A sudden movement roused him from this brown study. In his fatigue he had nearly dozed off. Both the men had risen and were now standing at the doorway, calculating aloud their chances of getting home. The rain had certainly greatly slackened, and although it was still coming down heavily the worst was manifestly over. But in half-an-hour it would be completely dark: it was now or never for these two.
They suddenly made up their minds. Stripping themselves naked to the waist and rolling up their loose trousers to their thighs, they stepped out with a gruff word of farewell.

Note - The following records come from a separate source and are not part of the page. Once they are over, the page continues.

//! Save/load of base objects.
//!
//! `save(None, ..)` returns the class name and an in-memory blob;
//! `save(Some(path), ..)` writes a `<path>.tar.gz` archive. Blobs are
//! self-describing, so loaders never need the format passed back in.

pub mod archive;
pub mod format;
pub mod record;

use std::fs::File;
use std::io::{BufReader, Read};
use std::path::Path;

use flate2::Compression;
use tracing::{Level, event, info_span};

use crate::core::{BaseError, Result};
use crate::object::BaseObject;

pub use archive::{ARCHIVE_SUFFIX, ArchiveHandle, METADATA_ENTRY, OBJECT_ENTRY, archive_path};
pub use format::SerializationFormat;
pub use record::{ArchiveMetadata, ObjectRecord};

// ============================================================================
// Options and results
// ============================================================================

#[derive(Debug, Clone, Copy, PartialEq, Eq)]
pub struct SaveOptions {
    pub format: SerializationFormat,
    /// gzip level for archives, 0-9
    pub compression_level: u32,
}

impl SaveOptions {
    pub fn new() -> Self {
        Self {
            format: SerializationFormat::default(),
            compression_level: Compression::default().level(),
        }
    }

    /// Set the codec
    pub fn format(mut self, format: SerializationFormat) -> Self {
        self.format = format;
        self
    }

    /// Set the gzip compression level, clamped to 9
    pub fn compression_level(mut self, level: u32) -> Self {
        self.compression_level = level.min(9);
        self
    }
}

impl Default for SaveOptions {
    fn default() -> Self {
        Self::new()
    }
}

/// In-memory result of `save(None, ..)`.
#[derive(Debug, Clone, PartialEq, Eq)]
pub struct SerializedObject {
    pub class: String,
    pub format: SerializationFormat,
    pub bytes: Vec<u8>,
}

impl SerializedObject {
    pub fn load(&self) -> Result<Box<dyn BaseObject>> {
        load_from_serial(&self.bytes)
    }
}

#[derive(Debug, Clone, PartialEq, Eq)]
pub enum Saved {
    Serial(SerializedObject),
    Archive(ArchiveHandle),
}

impl Saved {
    pub fn as_serial(&self) -> Option<&SerializedObject> {
        match self {
            Self::Serial(serial) => Some(serial),
            Self::Archive(_) => None,
        }
    }

    pub fn into_serial(self) -> Option<SerializedObject> {
        match self {
            Self::Serial(serial) => Some(serial),
            Self::Archive(_) => None,
        }
    }

    pub fn as_archive(&self) -> Option<&ArchiveHandle> {
        match self {
            Self::Archive(handle) => Some(handle),
            Self::Serial(_) => None,
        }
    }
}

// ============================================================================
// Save / load
// ============================================================================

pub fn save_object(
    object: &dyn BaseObject,
    path: Option<&Path>,
    options: &SaveOptions,
) -> Result<Saved> {
    let class = object.class().name();
    let span = info_span!("estibase.save", class = %class, format = %options.format);
    let _enter = span.enter();

    options.format.ensure_available()?;
    if let Some(path) = path {
        archive_path(path)?;
    }

    let record = ObjectRecord::capture(object)?;
    let bytes = format::encode(options.format, &record)?;

    let Some(path) = path else {
        event!(Level::DEBUG, bytes = bytes.len(), "object serialized in memory");
        return Ok(Saved::Serial(SerializedObject {
            class: class.to_string(),
            format: options.format,
            bytes,
        }));
    };

    let metadata = format::encode(options.format, &ArchiveMetadata::for_class(class))?;
    let handle = archive::write_archive(path, &metadata, &bytes, options.compression_level)
        .inspect_err(|err| event!(Level::ERROR, error = %err, "archive write failed"))?;
    Ok(Saved::Archive(handle))
}

/// Inverse of `save(None, ..)`.
pub fn load_from_serial(bytes: &[u8]) -> Result<Box<dyn BaseObject>> {
    let span = info_span!("estibase.load_from_serial", bytes = bytes.len());
    let _enter = span.enter();

    let (format, record): (_, ObjectRecord) = format::decode(bytes)?;
    event!(Level::DEBUG, class = %record.class, format = %format, "record decoded");
    record.restore()
}

/// Loads an archive written by `save(Some(path), ..)`.
pub fn load_from_path(path: &Path) -> Result<Box<dyn BaseObject>> {
    let span = info_span!("estibase.load_from_path", path = %path.display());
    let _enter = span.enter();

    let file = File::open(path)?;
    load_from_reader(BufReader::new(file))
}

/// Loads from any reader positioned at the start of an archive.
pub fn load_from_reader<R: Read>(reader: R) -> Result<Box<dyn BaseObject>> {
    let contents = archive::read_archive(reader)?;
    let (_, metadata): (_, ArchiveMetadata) = format::decode(&contents.metadata)?;
    let (_, record): (_, ObjectRecord) = format::decode(&contents.object)?;
    if metadata.class != record.class {
        return Err(BaseError::TypeMismatch(format!(
            "archive metadata names {} but the stored object is {}",
            metadata.class, record.class
        )));
    }
    event!(Level::DEBUG, class = %record.class, "archive decoded");
    record.restore()
}
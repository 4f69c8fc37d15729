pub mod alias;
pub mod store;

pub use alias::{AliasEntry, AliasTable};
pub use store::{TagMap, lookup_tag, merge_tags, validate_tag_name};
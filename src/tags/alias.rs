//! Tag aliasing during deprecation windows.
//!
//! An alias entry maps a retired tag name to its replacement (or to nothing
//! when the tag is being removed) together with the version in which the old
//! name goes away. While an entry exists both names behave as one slot:
//! writing either name writes both, and every access to the old name emits a
//! [`DeprecationNotice`].
//!
//! Expansion is one hop. A replacement that is itself deprecated (`a -> b`,
//! `b -> c`) is rejected by [`AliasTable::validate`].

use std::collections::BTreeMap;

use crate::core::{BaseError, Result};
use crate::diagnostics::{self, DeprecationNotice};
use crate::tags::store::{TagMap, validate_tag_name};

#[derive(Debug, Clone, PartialEq, Eq)]
pub struct AliasEntry {
    /// `None` means the tag is removed without a replacement.
    pub replacement: Option<String>,
    pub version: String,
}

#[derive(Debug, Clone, Default, PartialEq, Eq)]
pub struct AliasTable {
    entries: BTreeMap<String, AliasEntry>,
}

impl AliasTable {
    pub fn new() -> Self {
        Self::default()
    }

    /// `old` is renamed to `new` and disappears in `version`.
    pub fn rename(mut self, old: &str, new: &str, version: &str) -> Self {
        self.entries.insert(
            old.to_string(),
            AliasEntry {
                replacement: Some(new.to_string()),
                version: version.to_string(),
            },
        );
        self
    }

    /// `old` is removed in `version` with no replacement.
    pub fn remove(mut self, old: &str, version: &str) -> Self {
        self.entries.insert(
            old.to_string(),
            AliasEntry {
                replacement: None,
                version: version.to_string(),
            },
        );
        self
    }

    /// Builds a table from an alias dict (`old -> new`, empty string for
    /// removal) and a deprecation dict (`old -> version`). Both dicts must
    /// have exactly the same keys.
    pub fn from_dicts(
        alias_dict: &BTreeMap<String, String>,
        deprecate_dict: &BTreeMap<String, String>,
    ) -> Result<Self> {
        if !alias_dict.keys().eq(deprecate_dict.keys()) {
            return Err(BaseError::InvalidAliasTable(
                "alias and deprecation tables must have identical keys".to_string(),
            ));
        }
        let entries = alias_dict
            .iter()
            .map(|(old, new)| {
                let entry = AliasEntry {
                    replacement: (!new.is_empty()).then(|| new.clone()),
                    version: deprecate_dict[old].clone(),
                };
                (old.clone(), entry)
            })
            .collect();
        let table = Self { entries };
        table.validate()?;
        Ok(table)
    }

    pub fn is_empty(&self) -> bool {
        self.entries.is_empty()
    }

    pub fn len(&self) -> usize {
        self.entries.len()
    }

    pub fn get(&self, old: &str) -> Option<&AliasEntry> {
        self.entries.get(old)
    }

    pub fn entries(&self) -> impl Iterator<Item = (&str, &AliasEntry)> {
        self.entries.iter().map(|(k, v)| (k.as_str(), v))
    }

    /// `old -> new`, with an empty string for removed tags.
    pub fn alias_dict(&self) -> BTreeMap<String, String> {
        self.entries
            .iter()
            .map(|(old, e)| (old.clone(), e.replacement.clone().unwrap_or_default()))
            .collect()
    }

    /// `old -> version of removal`.
    pub fn deprecate_dict(&self) -> BTreeMap<String, String> {
        self.entries
            .iter()
            .map(|(old, e)| (old.clone(), e.version.clone()))
            .collect()
    }

    pub fn validate(&self) -> Result<()> {
        for (old, entry) in &self.entries {
            validate_tag_name(old)?;
            let Some(new) = &entry.replacement else {
                continue;
            };
            validate_tag_name(new)?;
            if new == old {
                return Err(BaseError::UnsupportedAliasChain(format!(
                    "tag '{old}' cannot alias itself"
                )));
            }
            if self.entries.contains_key(new) {
                return Err(BaseError::UnsupportedAliasChain(format!(
                    "'{old}' -> '{new}' where '{new}' is itself deprecated"
                )));
            }
        }
        Ok(())
    }

    /// Mirrors values between old and new names, one hop.
    ///
    /// Only keys present in `tags` trigger expansion. When both names of a
    /// pair are present the map is left as is for that pair.
    pub fn complete(&self, tags: &TagMap) -> TagMap {
        let mut completed = tags.clone();
        for (old, entry) in &self.entries {
            let old_value = tags.get(old);
            let new_value = entry.replacement.as_ref().and_then(|new| tags.get(new));
            match (old_value, new_value, &entry.replacement) {
                (Some(value), None, Some(new)) => {
                    completed.insert(new.clone(), value.clone());
                }
                (None, Some(value), _) => {
                    completed.insert(old.clone(), value.clone());
                }
                _ => {}
            }
        }
        completed
    }

    /// Notices for every deprecated name among `names`, one per name.
    pub fn notices_for<'a, I>(&self, names: I) -> Vec<DeprecationNotice>
    where
        I: IntoIterator<Item = &'a str>,
    {
        names
            .into_iter()
            .filter_map(|name| {
                self.entries.get(name).map(|entry| DeprecationNotice {
                    tag: name.to_string(),
                    version: entry.version.clone(),
                    replacement: entry.replacement.clone(),
                })
            })
            .collect()
    }

    /// Emits the notices of [`AliasTable::notices_for`].
    pub fn warn<'a, I>(&self, names: I)
    where
        I: IntoIterator<Item = &'a str>,
    {
        for notice in self.notices_for(names) {
            diagnostics::emit(notice);
        }
    }
}
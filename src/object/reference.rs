use std::fmt;
use std::ops::Deref;
use std::sync::Arc;

use serde::de::Error as _;
use serde::ser::Error as _;
use serde::{Deserialize, Deserializer, Serialize, Serializer};

use crate::core::{Result, Value};
use crate::object::{BaseObject, ObjectExt};
use crate::serialization::ObjectRecord;

/// Shared handle to a nested parametric object.
///
/// Handles are immutable; changing a nested object's parameters replaces the
/// handle (see `ObjectExt::set_params`). Equality is structural.
#[derive(Clone)]
pub struct ObjectRef(Arc<dyn BaseObject>);

impl ObjectRef {
    pub fn new<T: BaseObject>(object: T) -> Self {
        Self(Arc::new(object))
    }

    pub fn from_boxed(object: Box<dyn BaseObject>) -> Self {
        Self(Arc::from(object))
    }

    pub fn downcast_ref<T: BaseObject>(&self) -> Option<&T> {
        self.0.as_any().downcast_ref::<T>()
    }

    /// Independent, unfitted copy of the referenced object.
    pub fn deep_clone(&self) -> Result<Self> {
        Ok(Self::from_boxed(self.0.clone_boxed()?))
    }

    /// Whether both handles point at the same allocation.
    pub fn ptr_eq(&self, other: &Self) -> bool {
        Arc::ptr_eq(&self.0, &other.0)
    }
}

impl Deref for ObjectRef {
    type Target = dyn BaseObject;

    fn deref(&self) -> &Self::Target {
        &*self.0
    }
}

impl PartialEq for ObjectRef {
    fn eq(&self, other: &Self) -> bool {
        self.0.equals(other.0.as_base())
    }
}

impl fmt::Debug for ObjectRef {
    fn fmt(&self, f: &mut fmt::Formatter<'_>) -> fmt::Result {
        fmt::Debug::fmt(&*self.0, f)
    }
}

impl fmt::Display for ObjectRef {
    fn fmt(&self, f: &mut fmt::Formatter<'_>) -> fmt::Result {
        f.write_str(&repr(self.as_base()))
    }
}

/// `Name(param=value, ...)`. With `print_changed_only` on, parameters equal
/// to their defaults are left out.
pub fn repr(object: &dyn BaseObject) -> String {
    let changed_only = object
        .get_config()
        .get("print_changed_only")
        .and_then(Value::as_bool)
        .unwrap_or(true);
    let defaults = object.get_param_defaults();
    let params = object
        .params()
        .into_iter()
        .filter(|(name, value)| !changed_only || defaults.get(name) != Some(value))
        .map(|(name, value)| format!("{name}={value}"))
        .collect::<Vec<_>>()
        .join(", ");
    format!("{}({params})", object.class().name())
}

impl Serialize for ObjectRef {
    fn serialize<S: Serializer>(&self, serializer: S) -> std::result::Result<S::Ok, S::Error> {
        ObjectRecord::capture(self.as_base())
            .map_err(S::Error::custom)?
            .serialize(serializer)
    }
}

impl<'de> Deserialize<'de> for ObjectRef {
    fn deserialize<D: Deserializer<'de>>(deserializer: D) -> std::result::Result<Self, D::Error> {
        let record = ObjectRecord::deserialize(deserializer)?;
        record.restore().map(Self::from_boxed).map_err(D::Error::custom)
    }
}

Once more the boy was left to his own devices.
The moment they were gone he peered into the corner where they had been sitting. Yes—they had been grass-cutting. Two large bundles of grass were stacked in the corner. Without compunction, he tore off the sweet-potato vine which bound the bundles; distributed the grass comfortably on the ground and then plunged luxuriously into it. He knew that they would not return until the morrow and by that time he would be far away. The steady fall of the rain and the warmth of the grass soon lulled him to sleep, and in spite of his hunger, he slept with that deepness which only comes to those who toil.